Вы дома-то бывали, или поселились на съемочной площадке?

Бывал, но нечасто — я полностью погрузился в проект. Снимали мы в Нью-Йорке, а живу я в Лондоне, так что домой скоренько не метнешься. К тому же, Стивен жесткий человек, он контролирует на съемках всё — работу оператора, съемку, даже осветители у него по струнке ходят. Актеры торчат в углу площадки и ждут, когда нужно идти сниматься. И как только ты начинаешь работать, так закончить очень сложно — у тебя длинные диалоги, кошмарные операции, настоящий хирургический театр, для этого нужна сумасшедшая концентрация, чтобы удержать в голове столько всего.

Я так понимаю, картина не обходит вниманием и расовую сегрегацию, актуальную для того времени?
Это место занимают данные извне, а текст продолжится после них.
impl<'src> Parser<'src> {
    /// `async function` with no line break between the two words.
    pub(super) fn is_async_function_start(&mut self) -> QuillResult<bool> {
        if !self.matches_contextual("async") {
            return Ok(false);
        }
        let next = self.peek_token()?;
        Ok(next.kind == TokenKind::Function && !next.had_line_terminator_before)
    }

    /// `( FormalParameterList )`.  `first_restricted` carries a problem
    /// already found in the function's name.
    pub(super) fn parse_formal_parameters(
        &mut self,
        first_restricted: Option<DeferredError>,
    ) -> QuillResult<ParsedParameters> {
        self.with_flags(
            |f| f.in_parameters = true,
            |p| {
                let mut params = ParsedParameters::new(first_restricted);
                p.expect(TokenKind::LeftParen)?;
                while !p.matches(TokenKind::RightParen) {
                    let pattern = if p.matches(TokenKind::DotDotDot) {
                        let rest = p.parse_binding_rest_element(None)?;
                        if p.matches(TokenKind::Equal) {
                            return Err(p.error_at(
                                p.lookahead.span.start,
                                messages::DEFAULT_REST_PARAMETER,
                                ErrorKind::Syntax,
                            ));
                        }
                        if !p.matches(TokenKind::RightParen) {
                            return Err(p.error_at(
                                p.lookahead.span.start,
                                messages::PARAMETER_AFTER_REST_PARAMETER,
                                ErrorKind::Syntax,
                            ));
                        }
                        Pat::Rest(Box::new(rest))
                    } else {
                        p.parse_binding_pattern_with_default(None)?
                    };

                    let mut names = Vec::new();
                    pattern.bound_names(&mut names);
                    for name in names {
                        params.validate_name(&name.name, name.loc.start, p.flags.strict);
                    }
                    params.simple &= matches!(pattern, Pat::Ident(_));
                    params.params.push(pattern);

                    if !p.matches(TokenKind::RightParen) {
                        p.expect(TokenKind::Comma)?;
                    }
                }
                p.expect(TokenKind::RightParen)?;
                Ok(params)
            },
        )
    }

    /// `{ FunctionBody }` with its directive prologue.  The caller scopes
    /// the grammar flags; the cover state is preserved.
    pub(super) fn parse_function_body(&mut self) -> QuillResult<BlockStmt> {
        let saved_cover = std::mem::replace(&mut self.cover, CoverState::permissive());
        self.flags.in_function_body = true;
        self.flags.in_iteration = false;
        self.flags.in_switch = false;

        let start = self.create_node();
        self.expect(TokenKind::LeftBrace)?;
        let body = self.with_fresh_labels(|p| {
            let mut body = p.parse_directive_prologue()?;
            while !p.matches(TokenKind::RightBrace) {
                if p.matches(TokenKind::Eof) {
                    return Err(p.unexpected(&p.lookahead));
                }
                body.push(p.parse_statement_list_item()?);
            }
            Ok(body)
        })?;
        self.expect(TokenKind::RightBrace)?;
        let loc = self.finalize(start, NodeType::BlockStatement);
        self.cover = saved_cover;
        Ok(BlockStmt { loc, body })
    }

    /// Report the deferred parameter problems once the body's strictness
    /// is known.
    fn check_parameters(&mut self, params: &ParsedParameters, unique: bool) -> QuillResult<()> {
        if self.flags.strict {
            if let Some(restricted) = &params.first_restricted {
                self.tolerate_deferred(restricted, ErrorKind::Strict)?;
            }
            if let Some(stricted) = &params.stricted {
                self.tolerate_deferred(stricted, ErrorKind::Strict)?;
            }
        } else if (unique || !params.simple)
            && let Some(duplicate) = &params.duplicate
        {
            self.tolerate_deferred(duplicate, ErrorKind::Syntax)?;
        }
        Ok(())
    }

    /// Problems with a function's own name.  Strict code reports them now;
    /// sloppy code defers them until the body turns out strict.
    fn classify_function_name(&mut self, token: &Token) -> QuillResult<Option<DeferredError>> {
        let name = token.str_value();
        if self.flags.strict {
            if is_restricted_word(name) {
                self.tolerate_at(
                    token.span.start,
                    messages::STRICT_FUNCTION_NAME,
                    ErrorKind::Strict,
                )?;
            }
            return Ok(None);
        }
        let message = if is_restricted_word(name) {
            messages::STRICT_FUNCTION_NAME
        } else if is_strict_mode_reserved_word(name) {
            messages::STRICT_RESERVED_WORD
        } else {
            return Ok(None);
        };
        Ok(Some(DeferredError {
            position: token.span.start,
            message,
        }))
    }

    /// `[async] function [*] name ( params ) { body }`.  The name may be
    /// omitted after `export default`.
    pub(super) fn parse_function_declaration(
        &mut self,
        start: Position,
        identifier_optional: bool,
        attributes: Vec<Attribute>,
    ) -> QuillResult<FnDecl> {
        let is_async = self.matches_contextual("async");
        if is_async {
            self.next_token()?;
        }
        self.expect(TokenKind::Function)?;
        let is_generator = self.matches(TokenKind::Star);
        if is_generator {
            self.next_token()?;
        }

        let mut id = None;
        let mut first_restricted = None;
        if !(identifier_optional && self.matches(TokenKind::LeftParen)) {
            let token = self.lookahead.clone();
            id = Some(self.parse_binding_identifier(None)?);
            first_restricted = self.classify_function_name(&token)?;
        }

        let shape = FunctionShape {
            is_async,
            is_generator,
            allow_super_call: false,
            allow_super_property: false,
            unique_params: false,
        };
        let (params, body) = self.parse_function_rest(shape, first_restricted)?;
        let loc = self.finalize(start, NodeType::FunctionDeclaration);
        Ok(FnDecl {
            loc,
            id,
            is_async,
            is_generator,
            params,
            body,
            attributes,
        })
    }

    /// `[async] function [*] [name] ( params ) { body }` in expression
    /// position.  The name is bound inside the function, so `yield` and
    /// `await` follow the function's own flavor.
    pub(super) fn parse_function_expression(&mut self) -> QuillResult<Expr> {
        let start = self.create_node();
        let is_async = self.matches_contextual("async");
        if is_async {
            self.next_token()?;
        }
        self.expect(TokenKind::Function)?;
        let is_generator = self.matches(TokenKind::Star);
        if is_generator {
            self.next_token()?;
        }

        let (id, first_restricted) = self.with_flags(
            |f| {
                f.is_async = is_async;
                f.allow_yield = is_generator;
            },
            |p| {
                if p.matches(TokenKind::LeftParen) {
                    return Ok((None, None));
                }
                let token = p.lookahead.clone();
                let id = p.parse_binding_identifier(None)?;
                Ok((Some(id), p.classify_function_name(&token)?))
            },
        )?;

        let shape = FunctionShape {
            is_async,
            is_generator,
            allow_super_call: false,
            allow_super_property: false,
            unique_params: false,
        };
        let (params, body) = self.parse_function_rest(shape, first_restricted)?;
        let loc = self.finalize(start, NodeType::FunctionExpression);
        Ok(Expr::Fn(Box::new(FnExpr {
            loc,
            id,
            is_async,
            is_generator,
            params,
            body,
        })))
    }

    /// Parameters and body of a non-arrow function.
    fn parse_function_rest(
        &mut self,
        shape: FunctionShape,
        first_restricted: Option<DeferredError>,
    ) -> QuillResult<(Vec<Pat>, BlockStmt)> {
        self.with_flags(
            |f| {
                f.is_async = shape.is_async;
                f.allow_yield = shape.is_generator;
                f.allow_super_call = shape.allow_super_call;
                f.allow_super_property = shape.allow_super_property;
                f.allow_new_target = true;
                f.in_parameters = false;
            },
            |p| {
                let params = p.parse_formal_parameters(first_restricted)?;
                p.flags.allow_strict_directive = params.simple;
                let body = p.parse_function_body()?;
                p.check_parameters(&params, shape.unique_params)?;
                Ok((params.params, body))
            },
        )
    }

    /// The function value of a method, getter or setter, starting at `(`.
    pub(super) fn parse_method_function(
        &mut self,
        flavor: MethodFlavor,
        is_async: bool,
        is_generator: bool,
        allow_super_call: bool,
    ) -> QuillResult<FnExpr> {
        let start = self.create_node();
        let shape = FunctionShape {
            is_async,
            is_generator,
            allow_super_call,
            allow_super_property: true,
            unique_params: true,
        };
        let (params, body) = self.with_flags(
            |f| {
                f.is_async = shape.is_async;
                f.allow_yield = shape.is_generator;
                f.allow_super_call = shape.allow_super_call;
                f.allow_super_property = true;
                f.allow_new_target = true;
                f.in_parameters = false;
            },
            |p| {
                let params = p.parse_formal_parameters(None)?;
                match flavor {
                    MethodFlavor::Getter if !params.params.is_empty() => {
                        p.tolerate_at(start, messages::BAD_GETTER_ARITY, ErrorKind::Syntax)?;
                    }
                    MethodFlavor::Setter if params.params.len() != 1 => {
                        p.tolerate_at(start, messages::BAD_SETTER_ARITY, ErrorKind::Syntax)?;
                    }
                    MethodFlavor::Setter if matches!(params.params[0], Pat::Rest(_)) => {
                        p.tolerate_at(
                            start,
                            messages::BAD_SETTER_REST_PARAMETER,
                            ErrorKind::Syntax,
                        )?;
                    }
                    _ => {}
                }
                p.flags.allow_strict_directive = params.simple;
                let body = p.parse_function_body()?;
                p.check_parameters(&params, shape.unique_params)?;
                Ok((params.params, body))
            },
        )?;
        self.cover.reject();
        let loc = self.finalize(start, NodeType::FunctionExpression);
        Ok(FnExpr {
            loc,
            id: None,
            is_async,
            is_generator,
            params,
            body,
        })
    }

    /// Finish an arrow function whose parameters were parsed as `expr`
    /// (a single identifier or a parameter placeholder) starting at
    /// `start`.  The lookahead is `=>`.
    pub(super) fn parse_arrow_function(
        &mut self,
        start: Position,
        expr: Expr,
    ) -> QuillResult<Expr> {
        let (candidates, is_async) = match expr {
            Expr::ArrowParams(placeholder) => (placeholder.params, placeholder.is_async),
            other => (vec![other], false),
        };
        let params = self.reinterpret_as_cover_formals_list(candidates, is_async)?;

        if self.has_line_terminator() {
            let token = self.lookahead.clone();
            self.tolerate_unexpected(&token)?;
        }
        self.cover.first_cover_initialized_name_error = None;
        self.expect(TokenKind::Arrow)?;

        let body = self.with_flags(
            |f| {
                f.allow_strict_directive = params.simple;
                f.allow_yield = false;
                f.is_async = is_async;
                f.in_parameters = false;
            },
            |p| {
                let body = if p.matches(TokenKind::LeftBrace) {
                    ArrowBody::Block(p.parse_function_body()?)
                } else {
                    ArrowBody::Expr(Box::new(
                        p.isolate_cover_grammar(|p| p.parse_assignment_expression())?,
                    ))
                };
                p.check_parameters(&params, true)?;
                Ok(body)
            },
        )?;

        self.cover.reject();
        let loc = self.finalize(start, NodeType::ArrowFunctionExpression);
        Ok(Expr::Arrow(Box::new(ArrowExpr {
            loc,
            is_async,
            params: params.params,
            body,
        })))
    }
}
Опять же, если окунуться в ту эпоху и почитать про нее, то становится ясно: чернокожих докторов тогда не было — по крайней мере, в клиниках для белых. Однако вся прелесть телесериалов в том, что ты можешь эту ситуацию менять на протяжении развития сюжета. И мы с Андре Холландом (чернокожим актером, исполнителем роли одного из докторов. — Прим. ОК!) прожили эту ситуацию от и до. Мой персонаж говорит герою Андре: «Я не хочу видеть тебя в госпитале, потому что пациентам не нравится, когда их лечит чернокожий врач, а я не могу допустить, чтобы им что-то не нравилось, — мы здесь спасаем их жизни». При этом его герой, Алджернон, — способный доктор. И им приходится искать выход из этой ситуации. Видите, опять же, как люди жили, — сейчас это кажется странным, а тогда было какой-то диковатой нормой.

Думаете, современному зрителю будет интересно, что творилось больше ста лет назад?

Конечно. Тем более, когда это основано на реальных фактах. В этом особенность телевидения вообще и нашего сериала в частности.

Ваше отношение к телепродукции в корне изменилось?

Да я никогда к ней плохо не относился — просто в каждый конкретный момент ты хочешь заниматься чем-то определенным. И я совсем не ожидал, что именно телевидение сможет предложить мне то, что я хочу. А хочу я играть разнообразное, необычное, противоречивое и глубокое — и это постоянное желание любого актера. Раньше я много снимался на ТВ, но не могу сказать, что особенно горд этими проектами. Сейчас всё случилось иначе. Содерберг — одаренный режиссер. Он создает отличную рабочую атмосферу на площадке, так что тебе приходится волноваться только за то, за что ты должен волноваться. Это во многом изменило мое отношение к «ящику».

А к докторам?

К счастью, я не так часто и сильно болею, но когда нужно, я к ним без проблем иду.

Вы крови и уколов не боитесь?

Уколов не боюсь. Я ко всему медицинскому спокойно отношусь. Теперь уж точно.

Вам не кажется, что заниматься медициной или другой ответственной профессией намного лучше, чем быть артистом?

Возможно, но я уж лучше буду играть в театре и кино, мне это больше всего нравится.

Вы же наверняка пытались представить, как бы жили в 1900-е?

Пытался, и одно могу сказать точно: я бы там долго не протянул.